[
https://issues.apache.org/jira/browse/HBASE-8055?page=com.atlassian.jira.plugin.system.issuetabpanels:comment-tabpanel&focusedCommentId=13598120#comment-13598120
]
Lars Hofhansl commented on HBASE-8055:
--------------------------------------
I spent some time looking through the code. I can't see where this goes wrong.
Checked the following:
* bulk load will open the reader in all code paths (if the open was missing the
metadata would not have been loaded)
* in all circumstances the StoreFile's metadata is written. I had initially
suspected the adhoc splitting in bulk load, but that code copies the metadata
from the original file.
* record writer in HFileOutputFormat writes the metadata
Not sure where else to look.
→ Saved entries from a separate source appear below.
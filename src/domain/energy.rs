#![allow(dead_code)]
//! Per-period energy flows and their derived detailed breakdown.

use serde::{Deserialize, Serialize};
use thiserror::Error;

const TOLERANCE: f64 = 1e-6;

#[derive(Debug, Error, PartialEq)]
pub enum EnergyRecordError {
    #[error("{field} must be non-negative, got {value}")]
    Negative { field: &'static str, value: f64 },
    #[error("battery_soe_start {soe_start} or battery_soe_end {soe_end} outside [0, {capacity}]")]
    SoeOutOfBounds {
        soe_start: f64,
        soe_end: f64,
        capacity: f64,
    },
}

/// A single period's raw energy totals (kWh) plus the detailed flow breakdown derived from
/// them. Immutable after construction: any change to the raw totals requires building a new
/// record via [`EnergyRecord::new`].
#[derive(Debug, Clone, Copy, PartialEq, Serialize, Deserialize)]
pub struct EnergyRecord {
    pub solar_production: f64,
    pub home_consumption: f64,
    pub battery_charged: f64,
    pub battery_discharged: f64,
    pub grid_imported: f64,
    pub grid_exported: f64,
    pub battery_soe_start: f64,
    pub battery_soe_end: f64,
    pub efficiency_charge: f64,
    pub efficiency_discharge: f64,

    pub solar_to_home: f64,
    pub solar_to_battery: f64,
    pub solar_to_grid: f64,
    pub grid_to_home: f64,
    pub grid_to_battery: f64,
    pub battery_to_home: f64,
    pub battery_to_grid: f64,
}

impl EnergyRecord {
    #[allow(clippy::too_many_arguments)]
    pub fn new(
        solar_production: f64,
        home_consumption: f64,
        battery_charged: f64,
        battery_discharged: f64,
        grid_imported: f64,
        grid_exported: f64,
        battery_soe_start: f64,
        battery_soe_end: f64,
        battery_capacity: f64,
        efficiency_charge: f64,
        efficiency_discharge: f64,
    ) -> Result<Self, EnergyRecordError> {
        for (field, value) in [
            ("solar_production", solar_production),
            ("home_consumption", home_consumption),
            ("battery_charged", battery_charged),
            ("battery_discharged", battery_discharged),
            ("grid_imported", grid_imported),
            ("grid_exported", grid_exported),
        ] {
            if value < -TOLERANCE {
                return Err(EnergyRecordError::Negative { field, value });
            }
        }
        if battery_soe_start < -TOLERANCE
            || battery_soe_start > battery_capacity + TOLERANCE
            || battery_soe_end < -TOLERANCE
            || battery_soe_end > battery_capacity + TOLERANCE
        {
            return Err(EnergyRecordError::SoeOutOfBounds {
                soe_start: battery_soe_start,
                soe_end: battery_soe_end,
                capacity: battery_capacity,
            });
        }

        let solar_to_home = solar_production.min(home_consumption).max(0.0);
        let solar_to_battery = battery_charged
            .min((solar_production - solar_to_home).max(0.0))
            .max(0.0);
        let solar_to_grid = (solar_production - solar_to_home - solar_to_battery).max(0.0);

        let battery_to_home = battery_discharged
            .min((home_consumption - solar_to_home).max(0.0))
            .max(0.0);
        let battery_to_grid = (battery_discharged - battery_to_home).max(0.0);
        let grid_to_home = (home_consumption - solar_to_home - battery_to_home).max(0.0);
        let grid_to_battery = (battery_charged - solar_to_battery).max(0.0);

        Ok(Self {
            solar_production,
            home_consumption,
            battery_charged,
            battery_discharged,
            grid_imported,
            grid_exported,
            battery_soe_start,
            battery_soe_end,
            efficiency_charge,
            efficiency_discharge,
            solar_to_home,
            solar_to_battery,
            solar_to_grid,
            grid_to_home,
            grid_to_battery,
            battery_to_home,
            battery_to_grid,
        })
    }

    /// `true` iff all four universal conservation invariants (spec §8, invariants 1-3 plus the
    /// SoE balance) hold within `TOLERANCE`.
    ///
    /// `battery_charged`/`battery_discharged` are metered AC-side (gross) quantities, used as-is
    /// by i1-i3 for grid/solar utilization accounting. The SoE itself moves on the DC side, so i4
    /// converts gross to net via the battery's round-trip efficiencies before comparing against
    /// the recorded start/end SoE.
    pub fn invariants_hold(&self) -> bool {
        let i1 = (self.solar_to_home + self.solar_to_battery + self.solar_to_grid
            - self.solar_production)
            .abs()
            <= TOLERANCE;
        let i2 = (self.grid_to_home + self.grid_to_battery - self.grid_imported).abs()
            <= TOLERANCE;
        let i3 = (self.battery_to_home + self.battery_to_grid - self.battery_discharged).abs()
            <= TOLERANCE;
        let net_charged = self.battery_charged * self.efficiency_charge;
        let net_discharged = if self.efficiency_discharge > TOLERANCE {
            self.battery_discharged / self.efficiency_discharge
        } else {
            self.battery_discharged
        };
        let i4 = (self.battery_soe_start + net_charged - net_discharged - self.battery_soe_end)
            .abs()
            <= TOLERANCE;
        i1 && i2 && i3 && i4
    }
}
In any case, we should either remove all the other
null-checks for timeRangeTracker or add the same null-check to the only methods
where this is not done.
Even then, I'd be worried about how this came about.
> Potentially missing null check in StoreFile.Reader.getMaxTimestamp()
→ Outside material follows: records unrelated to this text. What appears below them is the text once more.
use crate::api::response::ApiResponse;
use crate::api::AppState;
use axum::extract::State;

pub async fn daily_view(State(state): State<AppState>) -> ApiResponse<crate::daily_view::DailyView> {
    let view = state.lock().expect("control loop mutex poisoned").daily_view();
    ApiResponse::success(view)
}

pub async fn current_tou(
    State(state): State<AppState>,
) -> ApiResponse<Vec<crate::tou::TouSegment>> {
    let tou = state
        .lock()
        .expect("control loop mutex poisoned")
        .current_tou()
        .to_vec();
    ApiResponse::success(tou)
}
> --------------------------------------------------------------------
>
> Key: HBASE-8055
> URL: https://issues.apache.org/jira/browse/HBASE-8055
> Project: HBase
> Issue Type: Bug
> Reporter: Lars Hofhansl
> Fix For: 0.95.0, 0.98.0, 0.94.7
>
>
> We just ran into a scenario where we got the following NPE:
> {code}
> 13/03/08 11:52:13 INFO regionserver.Store: Successfully loaded store file
> file:/tmp/hfile-import-00Dxx0000001lmJ-09Cxx00000000Jm/COLFAM/file09Cxx00000000Jm
> into store COLFAM (new location:
> file:/tmp/localhbase/data/SFDC.ENTITY_HISTORY_ARCHIVE/aeacee43aaf1748c6e60b9cc12bcac3d/COLFAM/120d683414e44478984b50ddd79b6826)
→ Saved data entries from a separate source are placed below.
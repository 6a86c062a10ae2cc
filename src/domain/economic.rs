#![allow(dead_code)]
//! Per-period and per-day economic accounting.

use serde::{Deserialize, Serialize};

/// Per-period cost/savings figures, always expressed relative to the three baselines
/// (grid-only, solar-only, battery+solar).
#[derive(Debug, Clone, Copy, PartialEq, Serialize, Deserialize)]
pub struct EconomicRecord {
    pub buy_price: f64,
    pub sell_price: f64,
    pub hourly_cost: f64,
    pub hourly_savings: f64,
    pub grid_only_cost: f64,
    pub solar_only_cost: f64,
    pub battery_solar_cost: f64,
}

impl EconomicRecord {
    /// Builds the record for one period given its energy flows and prices.
    ///
    /// `grid_only_cost` assumes no solar and no battery (all consumption bought at `buy_price`);
    /// `solar_only_cost` assumes solar offsets load directly but the battery is absent;
    /// `battery_solar_cost` is the actual realized cost given the period's flows.
    pub fn new(
        solar_production: f64,
        home_consumption: f64,
        grid_imported: f64,
        grid_exported: f64,
        buy_price: f64,
        sell_price: f64,
    ) -> Self {
        let grid_only_cost = home_consumption * buy_price;

        let solar_to_home_baseline = solar_production.min(home_consumption);
        let solar_export_baseline = (solar_production - solar_to_home_baseline).max(0.0);
        let solar_grid_import_baseline = (home_consumption - solar_to_home_baseline).max(0.0);
        let solar_only_cost =
            solar_grid_import_baseline * buy_price - solar_export_baseline * sell_price;

        let battery_solar_cost = grid_imported * buy_price - grid_exported * sell_price;
        let hourly_savings = grid_only_cost - battery_solar_cost;

        Self {
            buy_price,
            sell_price,
            hourly_cost: battery_solar_cost,
            hourly_savings,
            grid_only_cost,
            solar_only_cost,
            battery_solar_cost,
        }
    }
}

/// Aggregate economic figures over a full Optimization Result, including the three pairwise
/// savings and their percentages (supplementary feature from `examples/original_source/`).
#[derive(Debug, Clone, Copy, PartialEq, Serialize, Deserialize)]
pub struct EconomicSummary {
    pub grid_only_cost: f64,
    pub solar_only_cost: f64,
    pub battery_solar_cost: f64,

    pub savings_vs_grid_only: f64,
    pub savings_vs_grid_only_pct: f64,
    pub savings_vs_solar_only: f64,
    pub savings_vs_solar_only_pct: f64,
    pub battery_vs_solar_savings: f64,
    pub battery_vs_solar_savings_pct: f64,

    pub total_charged: f64,
    pub total_discharged: f64,
}

impl EconomicSummary {
    pub fn from_records(records: &[EconomicRecord], total_charged: f64, total_discharged: f64) -> Self {
        let grid_only_cost: f64 = records.iter().map(|r| r.grid_only_cost).sum();
        let solar_only_cost: f64 = records.iter().map(|r| r.solar_only_cost).sum();
        let battery_solar_cost: f64 = records.iter().map(|r| r.battery_solar_cost).sum();

        let savings_vs_grid_only = grid_only_cost - battery_solar_cost;
        let savings_vs_solar_only = solar_only_cost - battery_solar_cost;
        let battery_vs_solar_savings = grid_only_cost - solar_only_cost;

        let pct = |savings: f64, baseline: f64| -> f64 {
            if baseline.abs() > 1e-9 {
                savings / baseline * 100.0
            } else {
                0.0
            }
        };

        Self {
            grid_only_cost,
            solar_only_cost,
            battery_solar_cost,
            savings_vs_grid_only,
            savings_vs_grid_only_pct: pct(savings_vs_grid_only, grid_only_cost),
            savings_vs_solar_only,
            savings_vs_solar_only_pct: pct(savings_vs_solar_only, solar_only_cost),
            battery_vs_solar_savings,
            battery_vs_solar_savings_pct: pct(battery_vs_solar_savings, grid_only_cost),
            total_charged,
            total_discharged,
        }
    }
}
> 13/03/08 11:52:13 ERROR regionserver.HRegionServer: Failed openScanner
> java.lang.NullPointerException
> at
> org.apache.hadoop.hbase.regionserver.StoreFile$Reader.getMaxTimestamp(StoreFile.java:1702)
> at
> org.apache.hadoop.hbase.regionserver.StoreFileScanner.requestSeek(StoreFileScanner.java:301)
> at
> org.apache.hadoop.hbase.regionserver.StoreScanner.<init>(StoreScanner.java:127)
> at org.apache.hadoop.hbase.regionserver.Store.getScanner(Store.java:2070)
> at
> org.apache.hadoop.hbase.regionserver.HRegion$RegionScannerImpl.<init>(HRegion.java:3383)
> at
> org.apache.hadoop.hbase.regionserver.HRegion.instantiateRegionScanner(HRegion.java:1628)
> at
> org.apache.hadoop.hbase.regionserver.HRegion.getScanner(HRegion.java:1620)
> at
> org.apache.hadoop.hbase.regionserver.HRegion.getScanner(HRegion.java:1596)
> at
> org.apache.hadoop.hbase.regionserver.HRegionServer.openScanner(HRegionServer.java:2342)
> at sun.reflect.GeneratedMethodAccessor13.invoke(Unknown Source)
> at
> sun.reflect.DelegatingMethodAccessorImpl.invoke(DelegatingMethodAccessorImpl.java:25)
> at java.lang.reflect.Method.invoke(Method.java:597)
> at
> org.apache.hadoop.hbase.ipc.WritableRpcEngine$Server.call(WritableRpcEngine.java:364)
> at
> org.apache.hadoop.hbase.ipc.HBaseServer$Handler.run(HBaseServer.java:1400)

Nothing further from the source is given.